В бога Юлька не верит. В первые дни после она несколько раз пыталась вспомнить какую-нибудь молитву. Тогда многие пытались молиться. Кто-то – отчаянно, громко, с надрывом. Напоказ. Кто-то – чуть слышно, едва шевеля запекшимися губами. Кто-то и вовсе молча. Только вот результат у всех был один и тот же, и Юлька скоро бросила это гиблое дело. Да и не так уж много вспоминалось, если честно, – в ее семье, несмотря на фамилию Рождественские («чисто поповскую», как утверждает Макс), к религии относились совершенно равнодушно. «У нас с богом нейтралитет, – говорил, бывало, Юлькин отец, усмехаясь. – Я не трогаю его, а он – меня». Кажется, отец считал это весьма остроумным. «Ну что ты болтаешь всякие глупости при ребенке?» – слегка хмурилась при этих словах мама и осуждающе качала головой, но и только. Конечно, была еще баба Катя, но Юлька ее почти не помнила.

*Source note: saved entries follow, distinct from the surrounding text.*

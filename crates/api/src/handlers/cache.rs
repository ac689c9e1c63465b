use axum::{extract::State, routing::get, Json, Router};
use serverwatch_application::ports::CacheStats;
use serverwatch_application::use_cases::CacheAction;
use tracing::{debug, info, instrument};

use crate::{
    dto::{AdminEnvelope, CacheActionRequest, CacheActionResponse},
    errors::ApiError,
    state::AppState,
};

pub fn routes() -> Router<AppState> {
    Router::new().route("/cache", get(get_cache_stats).post(manage_cache))
}

#[instrument(skip(state), name = "api_get_cache_stats")]
async fn get_cache_stats(State(state): State<AppState>) -> Json<AdminEnvelope<CacheStats>> {
    let stats = state.cache_stats.execute();

    debug!(
        total_entries = stats.total_entries,
        total_size_bytes = stats.total_size_bytes,
        "Cache statistics retrieved"
    );

    Json(AdminEnvelope::ok(stats))
}

#[instrument(skip(state), name = "api_manage_cache")]
async fn manage_cache(
    State(state): State<AppState>,
    Json(req): Json<CacheActionRequest>,
) -> Result<Json<CacheActionResponse>, ApiError> {
    let action = CacheAction::from_parts(&req.action, req.key, req.pattern, req.data_type)?;
    let outcome = state.manage_cache.execute(action)?;

    info!(action = %req.action, "Cache action completed");

    Ok(Json(CacheActionResponse::from(outcome)))
}
use serde::Serialize;
use serverwatch_domain::DomainError;

#[derive(Debug, Clone, Serialize, PartialEq, Eq)]
#[serde(rename_all = "camelCase")]
pub struct CacheEntryStats {
    pub key: String,
    pub created_at: u64,
    pub expires_at: u64,
    pub remaining_ttl: u64,
    pub is_expired: bool,
    pub size_bytes: usize,
}

/// Snapshot of the cache for the admin panel.
#[derive(Debug, Clone, Default, Serialize, PartialEq, Eq)]
#[serde(rename_all = "camelCase")]
pub struct CacheStats {
    pub total_entries: usize,
    /// Sorted by soonest expiry first.
    pub per_entry: Vec<CacheEntryStats>,
    pub total_size_bytes: usize,
}

/// Type-erased administrative operations on a TTL cache.
pub trait CacheAdminPort: Send + Sync {
    fn stats(&self) -> CacheStats;
    fn delete(&self, key: &str) -> bool;
    fn clear(&self) -> usize;
    /// Fails with `InvalidPattern` when `pattern` is not a valid regex.
    fn delete_by_pattern(&self, pattern: &str) -> Result<usize, DomainError>;
    fn sweep_expired(&self) -> usize;
    fn len(&self) -> usize;

    fn is_empty(&self) -> bool {
        self.len() == 0
    }
}
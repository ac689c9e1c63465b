use async_trait::async_trait;
use serde::Serialize;
use serverwatch_domain::{DomainError, ServerStatusResult, ServerTarget};

#[derive(Debug, Clone, Copy, Default, Serialize, PartialEq, Eq)]
#[serde(rename_all = "camelCase")]
pub struct QueryPoolStatus {
    pub running_queries: usize,
    pub max_concurrent: usize,
    pub queued_queries: usize,
    pub active_queries: usize,
}

/// Result of a background query as seen by one caller.
#[derive(Debug, Clone)]
pub struct QueryCompletion {
    pub result: ServerStatusResult,
    /// True when this caller attached to a query another caller started.
    pub joined_in_flight: bool,
}

/// Bounded, deduplicating executor for server queries.
#[async_trait]
pub trait BackgroundQueryPort: Send + Sync {
    /// Resolves to `online` or `offline`. Only a malformed target is an error.
    async fn query_in_background(
        &self,
        target: &ServerTarget,
    ) -> Result<QueryCompletion, DomainError>;

    fn status(&self) -> QueryPoolStatus;
}
use serde::{Deserialize, Serialize};

use crate::QueryOptions;

#[derive(Debug, Clone, Deserialize, Serialize)]
pub struct QueryConfig {
    /// Maximum simultaneous outbound queries.
    #[serde(default = "default_max_concurrent")]
    pub max_concurrent: usize,

    #[serde(default = "default_attempt_timeout_ms")]
    pub attempt_timeout_ms: u64,

    #[serde(default = "default_socket_timeout_ms")]
    pub socket_timeout_ms: u64,

    #[serde(default = "default_max_attempts")]
    pub max_attempts: u32,
}

impl QueryConfig {
    pub fn options(&self) -> QueryOptions {
        QueryOptions::new(
            self.attempt_timeout_ms,
            self.socket_timeout_ms,
            self.max_attempts,
        )
    }
}

impl Default for QueryConfig {
    fn default() -> Self {
        Self {
            max_concurrent: default_max_concurrent(),
            attempt_timeout_ms: default_attempt_timeout_ms(),
            socket_timeout_ms: default_socket_timeout_ms(),
            max_attempts: default_max_attempts(),
        }
    }
}

fn default_max_concurrent() -> usize {
    3
}

fn default_attempt_timeout_ms() -> u64 {
    5000
}

fn default_socket_timeout_ms() -> u64 {
    3000
}

fn default_max_attempts() -> u32 {
    2
}
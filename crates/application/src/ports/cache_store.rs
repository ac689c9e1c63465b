use serverwatch_domain::CacheEntry;

/// Key/value access to a TTL cache.
///
/// `get` never evaluates expiry; callers compare the entry against `now_ms`.
pub trait CacheStore<V>: Send + Sync {
    fn get(&self, key: &str) -> Option<CacheEntry<V>>;

    /// Replaces any existing entry.
    fn set(&self, key: &str, value: V, ttl_secs: u64);

    fn delete(&self, key: &str) -> bool;

    /// Current time of the cache's clock, in Unix milliseconds.
    fn now_ms(&self) -> u64;
}
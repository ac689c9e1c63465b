#![allow(dead_code)]
#![allow(unused_imports)]

pub mod mock_ports;

pub use mock_ports::*;

use serverwatch_domain::ServerTarget;
use std::sync::Arc;
use std::time::Duration;

pub fn target(id: &str) -> ServerTarget {
    ServerTarget::new(
        Arc::from(id),
        Arc::from(format!("{} server", id)),
        Arc::from("127.0.0.1"),
        27015,
        Arc::from("Frankfurt"),
        Arc::from(format!("steam://connect/{}", id)),
        false,
    )
}

/// Polls `condition` until it holds or one second elapses.
pub async fn wait_until<F>(mut condition: F) -> bool
where
    F: FnMut() -> bool,
{
    for _ in 0..200 {
        if condition() {
            return true;
        }
        tokio::time::sleep(Duration::from_millis(5)).await;
    }
    condition()
}
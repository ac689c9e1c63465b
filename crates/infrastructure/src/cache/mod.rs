pub mod clock;
mod maintenance;
mod ttl_cache;

pub use clock::{Clock, ManualClock, SystemClock};
pub use maintenance::TtlCacheMaintenance;
pub use ttl_cache::{FetchOutcome, TtlCache};
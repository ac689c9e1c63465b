use serverwatch_application::ports::CacheMaintenancePort;
use std::sync::Arc;
use std::time::Duration;
use tokio::time::{interval_at, Instant, MissedTickBehavior};
use tokio_util::sync::CancellationToken;
use tracing::{error, info};

const DEFAULT_SWEEP_INTERVAL_SECS: u64 = 300;

/// Periodically drops expired cache entries nobody asked for again.
pub struct CacheMaintenanceJob {
    maintenance: Arc<dyn CacheMaintenancePort>,
    sweep_interval_secs: u64,
    shutdown: CancellationToken,
}

impl CacheMaintenanceJob {
    pub fn new(maintenance: Arc<dyn CacheMaintenancePort>) -> Self {
        Self {
            maintenance,
            sweep_interval_secs: DEFAULT_SWEEP_INTERVAL_SECS,
            shutdown: CancellationToken::new(),
        }
    }

    pub fn with_interval(mut self, sweep_secs: u64) -> Self {
        self.sweep_interval_secs = sweep_secs.max(1);
        self
    }

    pub fn with_cancellation(mut self, token: CancellationToken) -> Self {
        self.shutdown = token;
        self
    }

    pub async fn start(self: Arc<Self>) {
        info!(
            interval_secs = self.sweep_interval_secs,
            "Starting cache maintenance background job"
        );

        let job = Arc::clone(&self);
        tokio::spawn(async move {
            let period = Duration::from_secs(job.sweep_interval_secs);
            let mut interval = interval_at(Instant::now() + period, period);
            interval.set_missed_tick_behavior(MissedTickBehavior::Delay);

            loop {
                tokio::select! {
                    _ = job.shutdown.cancelled() => {
                        info!("CacheMaintenanceJob: shutting down");
                        break;
                    }
                    _ = interval.tick() => {
                        match job.maintenance.run_sweep_cycle().await {
                            Ok(outcome) => {
                                if outcome.entries_removed > 0 {
                                    info!(
                                        entries_removed = outcome.entries_removed,
                                        cache_size = outcome.cache_size,
                                        "Cache sweep cycle completed"
                                    );
                                }
                            }
                            Err(e) => {
                                error!(error = %e, "Cache sweep cycle failed");
                            }
                        }
                    }
                }
            }
        });
    }
}
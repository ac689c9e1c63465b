use serde::{Deserialize, Serialize};

/// A cached value together with the time it was stored and its TTL.
///
/// Entries are immutable once created: a refresh replaces the entry rather
/// than extending it.
#[derive(Debug, Clone, PartialEq)]
pub struct CacheEntry<V> {
    pub value: V,
    /// Insertion time in Unix milliseconds.
    pub created_at_ms: u64,
    pub ttl_secs: u64,
    /// `created_at_ms + ttl_secs * 1000`.
    pub expires_at_ms: u64,
}

impl<V> CacheEntry<V> {
    pub fn new(value: V, ttl_secs: u64, now_ms: u64) -> Self {
        Self {
            value,
            created_at_ms: now_ms,
            ttl_secs,
            expires_at_ms: now_ms.saturating_add(ttl_secs.saturating_mul(1000)),
        }
    }

    /// Still fresh at exactly `expires_at_ms`.
    #[inline]
    pub fn is_expired_at(&self, now_ms: u64) -> bool {
        now_ms > self.expires_at_ms
    }

    /// Whole seconds left before expiry, floored, never negative.
    #[inline]
    pub fn remaining_ttl_secs_at(&self, now_ms: u64) -> u64 {
        self.expires_at_ms.saturating_sub(now_ms) / 1000
    }
}

/// Where a served value came from.
#[derive(Debug, Clone, Copy, PartialEq, Eq, Serialize, Deserialize)]
#[serde(rename_all = "snake_case")]
pub enum CacheSource {
    Cache,
    Fresh,
    ExpiredFallback,
    Checking,
}

impl CacheSource {
    pub fn as_str(&self) -> &'static str {
        match self {
            CacheSource::Cache => "cache",
            CacheSource::Fresh => "fresh",
            CacheSource::ExpiredFallback => "expired_fallback",
            CacheSource::Checking => "checking",
        }
    }
}

/// Cache metadata attached to every status response.
#[derive(Debug, Clone, Copy, PartialEq, Eq, Serialize, Deserialize)]
pub struct CacheInfo {
    pub cached: bool,
    /// Unix milliseconds of the served data (or of the request for placeholders).
    pub timestamp: u64,
    /// Remaining TTL in seconds.
    pub ttl: u64,
    pub source: CacheSource,
}
pub mod web;

pub use web::start_web_server;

Она умерла, когда внучке было то ли шесть, то ли семь. Тихо, во сне. Иногда Юлька ей отчаянно завидует.
«Бо-оммм! Бо-оммм! Бо-оммм!» – раздается слева. Юлька даже не поворачивает голову. Привыкла. Это колокол из церкви посреди сквера. Раньше он звонил трижды в день, в одно и то же время: в шесть утра, в полдень и в шесть вечера. Потом на какое-то время замолчал. А потом снова начал, уже бессистемно. Макс говорил, двое каких-то пришлых мужиков однажды залезли на колокольню, избили старенького священника, а потом раскачали на руках и сбросили на асфальт. И хотя в бога Юлька не верит, но отца Серафима почему-то было очень жалко. Подумаешь, звонил иногда. Зато безобидный, и церковь его со светящимися окошками всегда была хорошим ориентиром в темноте. Теперь, проходя вечером через сквер, приходится включать фонарик, а колокол звонит сам собой. От ветра, наверное.